Tulane QB Michael Pratt thrived vs Alex Grinch’s defense one year ago; rematch is next

Michael Pratt uses his eyes to manipulate linebackers and safeties. #USC needs to be on high alert. @s_helwick talked to us and the @VoiceOfCFB about Tulane’s QB.

Tulane quarterback Michael Pratt has faced an Alex Grinch defense before. He has gone up against a Lincoln Riley team before.

It was September 4, 2021. Tulane paid a visit to Oklahoma in a game originally scheduled to be hosted by the Green Wave in New Orleans. The location was moved at the last minute because of a hurricane.

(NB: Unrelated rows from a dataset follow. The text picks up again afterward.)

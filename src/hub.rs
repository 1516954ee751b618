// src/hub.rs

//! The fake broker's state.
//!
//! A [`FakeHub`] holds everything a real broker would: queued messages,
//! subscriptions, reply functions used to answer request/reply publishes,
//! and the agent logger. Facades created from the same hub see each other's
//! state exactly as clients connected to one broker would.
//!
//! ## Isolation
//!
//! Tests that run in parallel should construct a hub per test with
//! [`FakeHub::new`] and build their facades with the `with_hub`
//! constructors. Code that cannot be handed a hub uses the process-global
//! one ([`global_hub`]) and calls [`reset`] between tests.
//!
//! ## Semantics
//!
//! - Every operation completes on the caller's thread before returning.
//! - No lock is held while a handler, reply function or completion runs, so
//!   user code may call back into the hub.

use std::sync::{Arc, Mutex, MutexGuard, OnceLock};

use crate::{
    // ---
    log_debug,
    log_info,
    log_warn,
    registry::{MessageStore, ReplyFn, ReplyRegistry, SubscriptionFn, SubscriptionRegistry},
    Delivery,
    DeliveryHandle,
    Error,
    Message,
    Result,
    SubscribeOptions,
    TestLogger,
};

/// Acquire mutex guard, ignoring poisoning
pub(crate) fn lock_ignore_poison<T>(m: &Mutex<T>) -> MutexGuard<'_, T> {
    match m.lock() {
        Ok(guard) => guard,
        Err(poisoned) => poisoned.into_inner(),
    }
}

/// In-process stand-in for a message broker.
///
/// # Example
///
/// ```
/// use mom_double::{FakeHub, RecordingHandle, SubscribeOptions};
/// use serde_json::json;
///
/// let hub = FakeHub::new();
/// hub.define_subscription("jobs", SubscribeOptions::default(), |payload, _delivery| {
///     assert_eq!(payload, json!({"id": 1}));
///     Ok(())
/// });
///
/// hub.send_message("jobs", json!({"id": 1}), RecordingHandle::new()).unwrap();
/// assert!(hub.send_message("nobody", json!(null), RecordingHandle::new()).is_err());
/// ```
#[derive(Debug, Default)]
pub struct FakeHub {
    // ---
    messages: Mutex<MessageStore>,
    subscriptions: Mutex<SubscriptionRegistry>,
    replies: Mutex<ReplyRegistry>,
    logger: Arc<TestLogger>,
}

impl FakeHub {
    /// Create a new, empty hub.
    pub fn new() -> Arc<Self> {
        Arc::new(Self::default())
    }

    // --------------------
    // Messages
    // --------------------

    /// Record `message` as published on `queue_name`.
    pub fn add_message(&self, queue_name: &str, message: Message) {
        // ---
        log_debug!("enqueue on {queue_name}");
        lock_ignore_poison(&self.messages).enqueue(queue_name, message);
    }

    /// Snapshot of the messages published on `queue_name`.
    pub fn messages(&self, queue_name: &str) -> Vec<Message> {
        lock_ignore_poison(&self.messages)
            .messages_for(queue_name)
            .clone()
    }

    /// Number of messages published on `queue_name`.
    pub fn message_count(&self, queue_name: &str) -> usize {
        lock_ignore_poison(&self.messages).count(queue_name)
    }

    /// Run `f` against the stored messages of `queue_name`.
    ///
    /// For tests that need to edit the recorded messages in place. `f` works
    /// on the queue's messages taken out of the store, so it may call back
    /// into the hub; messages published meanwhile are kept after the edited
    /// ones.
    pub fn with_messages<R>(&self, queue_name: &str, f: impl FnOnce(&mut Vec<Message>) -> R) -> R {
        // ---
        let mut taken = std::mem::take(lock_ignore_poison(&self.messages).messages_for(queue_name));
        let out = f(&mut taken);

        let mut store = lock_ignore_poison(&self.messages);
        let slot = store.messages_for(queue_name);
        taken.append(slot);
        *slot = taken;
        out
    }

    // --------------------
    // Subscriptions
    // --------------------

    /// Subscribe `handler` to `queue_name`, replacing any previous
    /// subscription on that queue.
    pub fn define_subscription<F>(&self, queue_name: &str, options: SubscribeOptions, handler: F)
    where
        F: Fn(Message, &Delivery) -> Result<()> + Send + Sync + 'static,
    {
        // ---
        log_debug!("subscribe to {queue_name} with {options:?}");
        let handler: SubscriptionFn = Arc::new(handler);
        lock_ignore_poison(&self.subscriptions).define(queue_name, options, handler);
    }

    /// Remove the subscription on `queue_name`, then run `completion`.
    ///
    /// `completion` runs whether or not a subscription existed.
    pub fn undefine_subscription(&self, queue_name: &str, completion: impl FnOnce()) {
        // ---
        let _removed = lock_ignore_poison(&self.subscriptions).undefine(queue_name);
        log_debug!("unsubscribe from {queue_name} (was subscribed: {_removed})");
        completion();
    }

    /// Deliver `payload` to the subscriber of `queue_name`.
    ///
    /// `receiver` is wrapped in a [`Delivery`]. Unless the subscription was
    /// made with `auto_ack` set to `false`, the delivery is acknowledged
    /// before the handler runs, so a handler that acknowledges again gets
    /// [`Error::MessageAckedTwice`].
    ///
    /// # Errors
    ///
    /// Returns [`Error::NoSubscribers`] if nothing is subscribed to
    /// `queue_name`, and otherwise whatever the handler returns.
    pub fn send_message(
        &self,
        queue_name: &str,
        payload: impl Into<Message>,
        receiver: impl DeliveryHandle + 'static,
    ) -> Result<()> {
        // ---
        let lookup = lock_ignore_poison(&self.subscriptions).lookup(queue_name);

        let (handler, auto_ack) = match lookup {
            Some(found) => found,
            None => {
                log_warn!("no subscribers on queue: {queue_name}");
                return Err(Error::NoSubscribers(queue_name.to_owned()));
            }
        };

        let delivery = Delivery::new(receiver);
        log_debug!("deliver {} on {queue_name} (auto_ack: {auto_ack})", delivery.tag());

        if auto_ack {
            delivery.ack()?;
        }

        handler(payload.into(), &delivery)
    }

    /// Serialize `payload` and deliver it like [`send_message`](Self::send_message).
    pub fn send_json<T: serde::Serialize>(
        &self,
        queue_name: &str,
        payload: &T,
        receiver: impl DeliveryHandle + 'static,
    ) -> Result<()> {
        let value = serde_json::to_value(payload)?;
        self.send_message(queue_name, value, receiver)
    }

    /// Names of the queues that currently have a subscriber, sorted.
    pub fn subscribed_queues(&self) -> Vec<String> {
        lock_ignore_poison(&self.subscriptions).queue_names()
    }

    /// Options the subscriber of `queue_name` subscribed with.
    pub fn subscription_options(&self, queue_name: &str) -> Option<SubscribeOptions> {
        lock_ignore_poison(&self.subscriptions)
            .options(queue_name)
            .cloned()
    }

    // --------------------
    // Replies
    // --------------------

    /// Answer request/reply publishes on `queue_name` with `reply`.
    ///
    /// Replaces any reply function previously set for the queue. Only
    /// senders that registered an `on_reply` callback receive the reply.
    pub fn set_reply_handler<F>(&self, queue_name: &str, reply: F)
    where
        F: Fn(&Message) -> Result<Message> + Send + Sync + 'static,
    {
        // ---
        log_debug!("reply handler set for {queue_name}");
        let reply: ReplyFn = Arc::new(reply);
        lock_ignore_poison(&self.replies).set(queue_name, reply);
    }

    /// Reply function set for `queue_name`, if any.
    pub fn reply_handler(&self, queue_name: &str) -> Option<ReplyFn> {
        lock_ignore_poison(&self.replies).get(queue_name)
    }

    /// Forget all reply functions. [`reset`](Self::reset) keeps them.
    pub fn clear_reply_handlers(&self) {
        lock_ignore_poison(&self.replies).clear();
    }

    // --------------------
    // Logger & reset
    // --------------------

    /// The logger shared by every agent built on this hub.
    pub fn logger(&self) -> Arc<TestLogger> {
        self.logger.clone()
    }

    /// Clear subscriptions, published messages and captured logs.
    ///
    /// Reply functions are left in place; use
    /// [`clear_reply_handlers`](Self::clear_reply_handlers) to drop them too.
    pub fn reset(&self) {
        // ---
        log_info!("resetting fake hub");
        lock_ignore_poison(&self.subscriptions).clear();
        lock_ignore_poison(&self.messages).clear();
        self.logger.clear();
    }
}

/// Process-global hub used by the facades' plain constructors.
static GLOBAL_HUB: OnceLock<Arc<FakeHub>> = OnceLock::new();

/// The process-global hub, created on first use.
pub fn global_hub() -> Arc<FakeHub> {
    GLOBAL_HUB.get_or_init(FakeHub::new).clone()
}

/// Reset the process-global hub. Call between tests.
pub fn reset() {
    global_hub().reset()
}

#[cfg(test)]
mod tests {
    // ---
    use super::*;
    use crate::RecordingHandle;
    use serde_json::json;
    use std::sync::atomic::{AtomicUsize, Ordering};

    #[test]
    fn test_send_without_subscriber() {
        // ---
        let hub = FakeHub::new();
        let err = hub
            .send_message("ghost", json!(1), RecordingHandle::new())
            .unwrap_err();
        assert!(matches!(err, Error::NoSubscribers(ref q) if q == "ghost"));
    }

    #[test]
    fn test_auto_ack_happens_before_handler() {
        // ---
        let hub = FakeHub::new();
        let handle = RecordingHandle::new();
        let seen = handle.clone();

        hub.define_subscription("jobs", SubscribeOptions::default(), move |_payload, delivery| {
            assert!(delivery.is_acked());
            assert_eq!(seen.ack_count(), 1);
            Ok(())
        });

        hub.send_message("jobs", json!("work"), handle.clone()).unwrap();
        assert_eq!(handle.ack_count(), 1);
    }

    #[test]
    fn test_handler_errors_propagate() {
        // ---
        let hub = FakeHub::new();
        hub.define_subscription("jobs", SubscribeOptions::default(), |_payload, _delivery| {
            Err(Error::handler("bad payload"))
        });

        let err = hub
            .send_message("jobs", json!(null), RecordingHandle::new())
            .unwrap_err();
        assert!(matches!(err, Error::Handler(ref msg) if msg == "bad payload"));
    }

    #[test]
    fn test_handler_may_reenter_hub() {
        // ---
        let hub = FakeHub::new();
        let inner = hub.clone();

        hub.define_subscription("in", SubscribeOptions::default(), move |payload, _delivery| {
            inner.add_message("out", payload);
            inner.undefine_subscription("in", || {});
            Ok(())
        });

        hub.send_message("in", json!(42), RecordingHandle::new()).unwrap();
        assert_eq!(hub.messages("out"), vec![json!(42)]);
        assert!(hub.subscribed_queues().is_empty());
    }

    #[test]
    fn test_undefine_runs_completion_even_if_absent() {
        // ---
        let hub = FakeHub::new();
        let calls = AtomicUsize::new(0);

        hub.undefine_subscription("never", || {
            calls.fetch_add(1, Ordering::SeqCst);
        });
        assert_eq!(calls.load(Ordering::SeqCst), 1);
    }

    #[test]
    fn test_send_json() {
        // ---
        #[derive(serde::Serialize)]
        struct Job {
            id: u32,
        }

        let hub = FakeHub::new();
        hub.define_subscription("jobs", SubscribeOptions::default(), |payload, _delivery| {
            assert_eq!(payload, json!({"id": 9}));
            Ok(())
        });
        hub.send_json("jobs", &Job { id: 9 }, RecordingHandle::new()).unwrap();
    }

    #[test]
    fn test_with_messages_edits_in_place() {
        // ---
        let hub = FakeHub::new();
        hub.add_message("q", json!(1));
        hub.add_message("q", json!(2));

        let popped = hub.with_messages("q", |msgs| msgs.remove(0));
        assert_eq!(popped, json!(1));
        assert_eq!(hub.message_count("q"), 1);
    }

    #[test]
    fn test_reset_keeps_reply_handlers() {
        // ---
        let hub = FakeHub::new();
        hub.set_reply_handler("math", |m: &Message| Ok(m.clone()));
        hub.define_subscription("jobs", SubscribeOptions::default(), |_p, _d| Ok(()));
        hub.add_message("jobs", json!(1));
        hub.logger().info("hello");

        hub.reset();

        assert!(hub.subscribed_queues().is_empty());
        assert_eq!(hub.message_count("jobs"), 0);
        assert!(hub.logger().is_empty());
        assert!(hub.reply_handler("math").is_some());

        hub.clear_reply_handlers();
        assert!(hub.reply_handler("math").is_none());
    }
}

Tulane wasn’t ultimately bothered by the location change. The Green Wave trailed by five points and had 4th and 1 in Oklahoma territory in the final minutes before failing to convert that short-yardage situation. Oklahoma held on for a tenuous and not-very-convincing 40-35 win. Tulane QB Michael Pratt was a big reason the Green Wave almost toppled Alex Grinch and Lincoln Riley.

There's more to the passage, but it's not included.